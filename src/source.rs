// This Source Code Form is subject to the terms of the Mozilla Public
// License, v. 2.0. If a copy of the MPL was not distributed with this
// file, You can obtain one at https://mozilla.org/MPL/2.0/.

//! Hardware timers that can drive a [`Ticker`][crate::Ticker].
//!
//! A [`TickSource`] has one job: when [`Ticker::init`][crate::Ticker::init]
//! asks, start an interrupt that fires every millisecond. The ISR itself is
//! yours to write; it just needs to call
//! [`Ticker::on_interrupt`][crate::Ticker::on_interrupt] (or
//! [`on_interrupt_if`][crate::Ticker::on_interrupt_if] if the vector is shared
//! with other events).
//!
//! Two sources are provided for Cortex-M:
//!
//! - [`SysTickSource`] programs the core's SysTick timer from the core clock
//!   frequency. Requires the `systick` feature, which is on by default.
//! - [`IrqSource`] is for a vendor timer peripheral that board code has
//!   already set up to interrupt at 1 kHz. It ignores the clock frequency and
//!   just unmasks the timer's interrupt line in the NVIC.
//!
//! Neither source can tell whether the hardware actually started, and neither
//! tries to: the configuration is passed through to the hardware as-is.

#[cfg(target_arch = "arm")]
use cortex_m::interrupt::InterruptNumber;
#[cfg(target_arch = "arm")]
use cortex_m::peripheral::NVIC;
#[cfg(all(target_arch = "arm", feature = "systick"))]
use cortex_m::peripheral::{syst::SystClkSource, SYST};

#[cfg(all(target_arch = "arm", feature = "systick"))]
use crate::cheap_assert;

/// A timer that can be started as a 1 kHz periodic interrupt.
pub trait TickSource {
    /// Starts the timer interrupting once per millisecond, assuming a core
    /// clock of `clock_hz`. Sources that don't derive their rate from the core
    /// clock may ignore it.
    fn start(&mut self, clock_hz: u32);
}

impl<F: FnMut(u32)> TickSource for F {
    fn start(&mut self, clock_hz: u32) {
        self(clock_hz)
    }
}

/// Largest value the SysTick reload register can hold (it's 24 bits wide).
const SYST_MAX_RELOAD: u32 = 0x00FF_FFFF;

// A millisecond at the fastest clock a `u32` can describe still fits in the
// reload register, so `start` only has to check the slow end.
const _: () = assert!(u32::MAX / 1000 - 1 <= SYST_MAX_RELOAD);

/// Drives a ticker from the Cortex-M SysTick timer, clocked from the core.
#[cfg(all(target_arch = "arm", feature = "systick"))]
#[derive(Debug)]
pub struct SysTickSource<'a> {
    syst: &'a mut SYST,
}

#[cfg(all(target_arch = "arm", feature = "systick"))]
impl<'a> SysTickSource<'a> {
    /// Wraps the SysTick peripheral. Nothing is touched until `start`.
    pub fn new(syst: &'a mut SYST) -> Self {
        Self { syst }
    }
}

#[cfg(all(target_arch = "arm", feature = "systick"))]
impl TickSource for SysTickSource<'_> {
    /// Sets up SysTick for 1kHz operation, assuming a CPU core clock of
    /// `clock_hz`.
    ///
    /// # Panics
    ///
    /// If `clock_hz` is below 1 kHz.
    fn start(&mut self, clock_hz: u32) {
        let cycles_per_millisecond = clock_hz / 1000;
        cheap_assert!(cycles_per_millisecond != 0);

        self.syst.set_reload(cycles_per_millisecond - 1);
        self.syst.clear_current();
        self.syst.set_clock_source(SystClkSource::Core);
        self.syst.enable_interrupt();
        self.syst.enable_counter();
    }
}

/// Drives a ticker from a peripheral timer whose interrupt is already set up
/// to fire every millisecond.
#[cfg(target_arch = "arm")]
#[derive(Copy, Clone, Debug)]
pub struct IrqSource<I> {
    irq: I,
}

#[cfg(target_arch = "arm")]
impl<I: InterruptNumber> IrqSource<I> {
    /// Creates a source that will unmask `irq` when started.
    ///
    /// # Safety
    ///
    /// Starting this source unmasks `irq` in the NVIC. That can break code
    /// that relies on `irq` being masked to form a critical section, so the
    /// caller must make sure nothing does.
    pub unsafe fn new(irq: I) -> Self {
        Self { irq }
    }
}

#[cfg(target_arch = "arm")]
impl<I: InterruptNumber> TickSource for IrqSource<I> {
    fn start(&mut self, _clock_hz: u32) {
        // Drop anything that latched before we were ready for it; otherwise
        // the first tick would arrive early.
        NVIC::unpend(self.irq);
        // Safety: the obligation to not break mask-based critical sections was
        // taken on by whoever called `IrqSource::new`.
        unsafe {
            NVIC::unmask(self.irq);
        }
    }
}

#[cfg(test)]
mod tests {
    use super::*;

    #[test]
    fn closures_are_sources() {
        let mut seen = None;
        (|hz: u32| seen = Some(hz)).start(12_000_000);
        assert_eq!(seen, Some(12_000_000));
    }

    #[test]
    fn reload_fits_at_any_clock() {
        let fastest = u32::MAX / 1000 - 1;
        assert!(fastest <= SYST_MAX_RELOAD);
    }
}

——

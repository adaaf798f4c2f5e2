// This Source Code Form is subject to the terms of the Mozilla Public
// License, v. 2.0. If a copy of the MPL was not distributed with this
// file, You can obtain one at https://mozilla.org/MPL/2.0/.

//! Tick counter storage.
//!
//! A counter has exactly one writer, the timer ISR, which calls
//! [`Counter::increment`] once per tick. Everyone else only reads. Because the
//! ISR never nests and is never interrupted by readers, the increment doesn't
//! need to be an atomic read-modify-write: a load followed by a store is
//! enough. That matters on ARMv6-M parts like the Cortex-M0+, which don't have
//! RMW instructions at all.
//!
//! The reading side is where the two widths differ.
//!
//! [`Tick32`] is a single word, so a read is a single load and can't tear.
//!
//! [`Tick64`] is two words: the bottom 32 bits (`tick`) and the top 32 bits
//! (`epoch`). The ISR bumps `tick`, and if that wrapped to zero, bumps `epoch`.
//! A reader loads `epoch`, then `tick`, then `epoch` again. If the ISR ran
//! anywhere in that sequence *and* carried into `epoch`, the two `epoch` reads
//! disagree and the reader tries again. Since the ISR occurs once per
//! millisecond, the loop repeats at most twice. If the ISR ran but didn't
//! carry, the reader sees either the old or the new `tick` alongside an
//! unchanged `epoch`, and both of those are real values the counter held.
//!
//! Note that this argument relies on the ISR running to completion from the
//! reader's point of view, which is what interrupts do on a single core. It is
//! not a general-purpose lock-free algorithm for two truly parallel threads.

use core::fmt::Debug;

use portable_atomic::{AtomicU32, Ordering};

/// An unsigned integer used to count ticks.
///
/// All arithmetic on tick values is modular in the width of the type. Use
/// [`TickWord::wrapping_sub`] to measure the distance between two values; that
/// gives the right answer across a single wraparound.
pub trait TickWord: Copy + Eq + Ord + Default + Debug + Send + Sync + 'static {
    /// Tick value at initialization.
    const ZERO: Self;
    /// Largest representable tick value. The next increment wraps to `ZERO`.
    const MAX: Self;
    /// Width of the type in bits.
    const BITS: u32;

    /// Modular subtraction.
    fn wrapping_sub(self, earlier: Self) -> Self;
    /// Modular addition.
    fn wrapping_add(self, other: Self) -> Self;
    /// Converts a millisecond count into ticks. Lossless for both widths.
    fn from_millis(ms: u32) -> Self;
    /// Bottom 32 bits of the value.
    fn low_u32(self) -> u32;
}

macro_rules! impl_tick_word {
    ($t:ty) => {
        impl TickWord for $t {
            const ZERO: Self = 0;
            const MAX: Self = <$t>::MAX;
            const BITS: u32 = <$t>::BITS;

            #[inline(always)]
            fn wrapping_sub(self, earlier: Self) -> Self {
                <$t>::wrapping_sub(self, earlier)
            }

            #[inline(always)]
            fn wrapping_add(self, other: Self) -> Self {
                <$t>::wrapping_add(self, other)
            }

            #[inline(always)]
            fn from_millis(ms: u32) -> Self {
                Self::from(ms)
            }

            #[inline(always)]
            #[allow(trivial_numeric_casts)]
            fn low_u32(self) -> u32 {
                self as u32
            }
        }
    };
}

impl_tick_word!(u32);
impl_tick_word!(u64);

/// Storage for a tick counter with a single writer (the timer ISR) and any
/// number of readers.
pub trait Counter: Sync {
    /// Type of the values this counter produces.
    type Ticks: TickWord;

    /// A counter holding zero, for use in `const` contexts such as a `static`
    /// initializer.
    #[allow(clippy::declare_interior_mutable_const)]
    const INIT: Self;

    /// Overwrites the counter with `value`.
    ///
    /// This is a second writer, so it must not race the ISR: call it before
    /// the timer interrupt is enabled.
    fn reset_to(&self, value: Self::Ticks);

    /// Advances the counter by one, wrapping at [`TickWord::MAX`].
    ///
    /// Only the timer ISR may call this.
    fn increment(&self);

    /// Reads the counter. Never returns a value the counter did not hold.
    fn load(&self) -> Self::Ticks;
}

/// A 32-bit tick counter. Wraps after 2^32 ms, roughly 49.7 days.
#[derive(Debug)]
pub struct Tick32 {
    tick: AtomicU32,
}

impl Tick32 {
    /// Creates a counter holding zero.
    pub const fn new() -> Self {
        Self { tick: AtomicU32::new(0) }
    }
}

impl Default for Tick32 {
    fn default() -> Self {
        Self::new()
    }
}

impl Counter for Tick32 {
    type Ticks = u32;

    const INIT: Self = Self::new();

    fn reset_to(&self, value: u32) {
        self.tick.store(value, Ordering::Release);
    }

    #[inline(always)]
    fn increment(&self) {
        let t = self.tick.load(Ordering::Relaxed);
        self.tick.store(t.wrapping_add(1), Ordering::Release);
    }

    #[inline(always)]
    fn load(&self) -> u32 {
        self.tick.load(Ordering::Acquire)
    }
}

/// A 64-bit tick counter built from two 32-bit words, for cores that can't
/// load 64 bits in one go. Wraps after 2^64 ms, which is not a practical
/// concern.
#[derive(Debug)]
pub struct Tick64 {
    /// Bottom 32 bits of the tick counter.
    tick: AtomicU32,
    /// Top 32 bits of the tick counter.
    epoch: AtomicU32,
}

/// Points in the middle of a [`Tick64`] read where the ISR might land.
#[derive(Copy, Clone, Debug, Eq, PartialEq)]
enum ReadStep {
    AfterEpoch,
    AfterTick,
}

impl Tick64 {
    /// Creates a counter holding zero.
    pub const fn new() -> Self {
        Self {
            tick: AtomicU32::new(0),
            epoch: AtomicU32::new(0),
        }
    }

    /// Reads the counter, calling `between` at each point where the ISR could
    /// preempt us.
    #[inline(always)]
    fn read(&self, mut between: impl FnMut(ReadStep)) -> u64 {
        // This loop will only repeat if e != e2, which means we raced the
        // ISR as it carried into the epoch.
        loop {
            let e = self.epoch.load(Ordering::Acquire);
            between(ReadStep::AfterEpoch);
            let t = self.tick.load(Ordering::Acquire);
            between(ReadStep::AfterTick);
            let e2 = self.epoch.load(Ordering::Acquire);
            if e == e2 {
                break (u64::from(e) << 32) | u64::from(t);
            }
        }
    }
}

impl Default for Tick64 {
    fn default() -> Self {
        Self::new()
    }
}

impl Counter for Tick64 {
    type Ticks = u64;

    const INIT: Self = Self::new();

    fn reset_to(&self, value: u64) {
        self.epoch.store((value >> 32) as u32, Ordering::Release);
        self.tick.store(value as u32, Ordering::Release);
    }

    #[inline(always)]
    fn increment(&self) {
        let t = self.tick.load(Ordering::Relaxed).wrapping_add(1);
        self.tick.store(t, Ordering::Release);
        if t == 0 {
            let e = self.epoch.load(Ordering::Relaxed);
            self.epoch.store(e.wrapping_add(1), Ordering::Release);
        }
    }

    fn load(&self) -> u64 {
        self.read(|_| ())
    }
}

——

What you should do:
Return, with no change at all, every line in the entries above from the line containing "filename src/source.rs" through the line containing "one job: when".

Result for this exercise:
filename src/source.rs
// This Source Code Form is subject to the terms of the Mozilla Public
// License, v. 2.0. If a copy of the MPL was not distributed with this
// file, You can obtain one at https://mozilla.org/MPL/2.0/.

//! Hardware timers that can drive a [`Ticker`][crate::Ticker].
//!
//! A [`TickSource`] has one job: when [`Ticker::init`][crate::Ticker::init]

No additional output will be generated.